7. Eating Lunch While Working
It’s all too easy to eat your midday meal at your desk. if you focus your attention on your food, you’ll feel more content and will resist the need to overeat or binge eat later.
You will feel full if you focus on eating and return to work afterward. Don’t try to mix both together. you may barely be able to keep track of how much junk you have had and not even feel satisfied. You will have continuous cravings if you get used to working and eating at the same time.
8. Using Olive Oil to Cook Everything
For those with the habit of doing this. Despite the fact that olive oil contains heart-healthy antioxidants (called polyphenols) and monounsaturated fats, there are situations when it is not the ideal cooking option. Why? Because olive oil has a lower smoke point than other oils (the temperature at which an oil begins to smoke, and olive oil is between 365° and 420°F).

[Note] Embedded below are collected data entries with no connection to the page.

//! Hobby servo control
//!
//! Each servo is calibrated by the pulse widths that reach its two end stops.
//! Positions in between are mapped linearly.

use embedded_hal::pwm::SetDutyCycle;
use embedded_hal_async::delay::DelayNs;
use libm::roundf;

use crate::system::{
    error::{Error, Result},
    hardware::{DriveMotor, Photocell, PositionSensor, ServoActuator, WheelEncoder},
    robot::Robot,
};

/// Servo refresh period in microseconds (50 Hz)
pub const FRAME_US: u32 = 20_000;

/// Pulse widths at the end stops of one servo
#[derive(Debug, Clone, Copy, PartialEq)]
#[cfg_attr(feature = "defmt", derive(defmt::Format))]
pub struct ServoCalibration {
    pub min_pulse_us: u32,
    pub max_pulse_us: u32,
    pub max_degree: f32,
}

/// Arm servo
pub const MAIN_SERVO: ServoCalibration = ServoCalibration {
    min_pulse_us: 725,
    max_pulse_us: 2468,
    max_degree: 180.0,
};

/// Lever servo
pub const LEVER_SERVO: ServoCalibration = ServoCalibration {
    min_pulse_us: 514,
    max_pulse_us: 2430,
    max_degree: 180.0,
};

impl Default for ServoCalibration {
    fn default() -> Self {
        Self {
            min_pulse_us: 500,
            max_pulse_us: 2500,
            max_degree: 180.0,
        }
    }
}

impl ServoCalibration {
    pub fn validate(&self) -> Result<()> {
        if self.min_pulse_us >= self.max_pulse_us
            || self.max_pulse_us > FRAME_US
            || !(self.max_degree.is_finite() && self.max_degree > 0.0)
        {
            return Err(Error::InvalidConfig);
        }
        Ok(())
    }

    /// Pulse width for `degree`, clamped to the calibrated range
    pub fn pulse_for_degree(&self, degree: f32) -> u32 {
        let degree = if degree.is_nan() {
            0.0
        } else {
            degree.clamp(0.0, self.max_degree)
        };
        let span = (self.max_pulse_us - self.min_pulse_us) as f32;
        let pulse = roundf(self.min_pulse_us as f32 + span * degree / self.max_degree) as u32;
        pulse.clamp(self.min_pulse_us, self.max_pulse_us)
    }
}

/// Servo on one PWM channel running at a 20 ms period
pub struct PwmServo<P> {
    pwm: P,
    calibration: ServoCalibration,
}

impl<P: SetDutyCycle> PwmServo<P> {
    pub fn new(pwm: P, calibration: ServoCalibration) -> Result<Self> {
        calibration.validate()?;
        Ok(Self { pwm, calibration })
    }

    fn set_pulse_us(&mut self, pulse_us: u32) -> core::result::Result<(), P::Error> {
        // validate() keeps every pulse below FRAME_US, which fits in u16
        let pulse = pulse_us.min(FRAME_US) as u16;
        self.pwm.set_duty_cycle_fraction(pulse, FRAME_US as u16)
    }
}

impl<P: SetDutyCycle> ServoActuator for PwmServo<P> {
    fn set_degree(&mut self, degree: f32) {
        let pulse = self.calibration.pulse_for_degree(degree);
        debug!("servo to {} deg, {} us", degree, pulse);
        if self.set_pulse_us(pulse).is_err() {
            warn!("servo pwm rejected {} us", pulse);
        }
    }

    fn release(&mut self) {
        if self.pwm.set_duty_cycle_fully_off().is_err() {
            warn!("servo pwm rejected release");
        }
    }
}

impl<M, E, P, C, D, S> Robot<M, E, P, C, D, S>
where
    M: DriveMotor,
    E: WheelEncoder,
    P: PositionSensor,
    C: Photocell,
    D: DelayNs,
    S: ServoActuator,
{
    pub fn set_arm(&mut self, degree: f32) {
        self.servos.arm.set_degree(degree);
    }

    pub fn set_lever(&mut self, degree: f32) {
        self.servos.lever.set_degree(degree);
    }

    /// Let both servos go limp, usually at the end of a run
    pub fn release_servos(&mut self) {
        self.servos.release();
    }
}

When olive oil is heated to its smoke point, the beneficial chemicals begin to break down and possibly harmful ones arise. So, if you’re cooking on high heat, skip it and use another oil. Olive oil, on the other hand, is an excellent choice for preparing salad dressing or sautéing veggies over medium heat.
9. Skipping Dessert
Shocker right? You may believe that eliminating sugary snacks is a good thing. However, studies show that feeling deprived, even if you are eating enough calories, can cause overeating.
Making any dish off-limits just adds to its attractiveness. So, if you’re desiring something sweet, go ahead and indulge: a modest treat won’t ruin your diet! Two pieces of dark chocolate or a scoop of ice cream have less than 150 calories.
10. Not Frequently Changing or Sanitizing Your Kitchen Sponge
You may not think about it much, but your kitchen sponge might house 150 times more germs, mold, and yeast than your toothbrush holder. Ick! So, if you’re the type of person who meticulously cleans the kitchen counter, sink, and refrigerator shelves but then forgets to disinfect your sponge, do this to keep germs at bay: Microwave a wet sponge for two minutes every day and replace it every two weeks.